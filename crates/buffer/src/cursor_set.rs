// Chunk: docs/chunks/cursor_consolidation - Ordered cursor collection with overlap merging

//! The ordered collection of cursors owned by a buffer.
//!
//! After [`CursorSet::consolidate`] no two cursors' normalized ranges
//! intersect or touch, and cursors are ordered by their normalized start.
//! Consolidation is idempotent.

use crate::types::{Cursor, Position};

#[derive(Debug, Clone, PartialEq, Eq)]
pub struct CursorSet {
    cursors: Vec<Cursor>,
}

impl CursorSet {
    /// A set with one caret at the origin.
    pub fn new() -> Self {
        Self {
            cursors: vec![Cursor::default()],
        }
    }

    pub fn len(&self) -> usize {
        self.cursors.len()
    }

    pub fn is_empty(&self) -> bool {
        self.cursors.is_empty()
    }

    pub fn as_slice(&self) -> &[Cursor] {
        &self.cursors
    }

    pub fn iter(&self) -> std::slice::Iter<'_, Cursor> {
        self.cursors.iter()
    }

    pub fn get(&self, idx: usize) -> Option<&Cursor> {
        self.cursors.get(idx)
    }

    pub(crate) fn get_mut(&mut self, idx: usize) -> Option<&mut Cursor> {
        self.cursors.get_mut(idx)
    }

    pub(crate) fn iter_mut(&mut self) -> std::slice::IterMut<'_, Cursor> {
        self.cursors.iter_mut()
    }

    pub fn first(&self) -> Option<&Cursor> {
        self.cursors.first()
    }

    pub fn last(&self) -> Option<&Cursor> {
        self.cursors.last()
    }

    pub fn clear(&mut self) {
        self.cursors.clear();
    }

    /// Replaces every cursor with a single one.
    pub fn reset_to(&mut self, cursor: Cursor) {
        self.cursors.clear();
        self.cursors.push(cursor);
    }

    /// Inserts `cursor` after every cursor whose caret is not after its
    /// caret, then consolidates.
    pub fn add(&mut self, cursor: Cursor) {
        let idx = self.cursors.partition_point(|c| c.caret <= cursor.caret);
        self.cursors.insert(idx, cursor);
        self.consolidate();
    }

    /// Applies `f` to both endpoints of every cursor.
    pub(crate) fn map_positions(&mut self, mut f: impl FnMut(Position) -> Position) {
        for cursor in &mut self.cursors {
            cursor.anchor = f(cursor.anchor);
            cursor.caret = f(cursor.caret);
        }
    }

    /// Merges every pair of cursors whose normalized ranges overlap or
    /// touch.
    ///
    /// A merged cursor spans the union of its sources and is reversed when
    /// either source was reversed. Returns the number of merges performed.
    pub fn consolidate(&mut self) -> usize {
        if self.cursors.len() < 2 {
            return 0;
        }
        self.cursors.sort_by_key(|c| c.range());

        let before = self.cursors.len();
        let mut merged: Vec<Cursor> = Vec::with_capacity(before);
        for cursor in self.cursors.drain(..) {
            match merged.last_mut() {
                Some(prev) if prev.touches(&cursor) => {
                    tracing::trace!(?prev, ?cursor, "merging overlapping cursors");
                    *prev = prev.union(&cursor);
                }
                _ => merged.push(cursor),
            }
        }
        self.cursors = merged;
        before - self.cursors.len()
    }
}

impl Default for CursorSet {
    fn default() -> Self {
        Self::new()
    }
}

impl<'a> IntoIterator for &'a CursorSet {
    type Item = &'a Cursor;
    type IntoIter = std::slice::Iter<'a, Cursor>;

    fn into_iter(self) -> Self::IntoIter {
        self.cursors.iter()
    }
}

# YOUR ASSIGNMENT
What lines in the data include the string "push"? Copy each one.

# YOUR SOLUTION
        self.cursors.push(cursor);
                _ => merged.push(cursor),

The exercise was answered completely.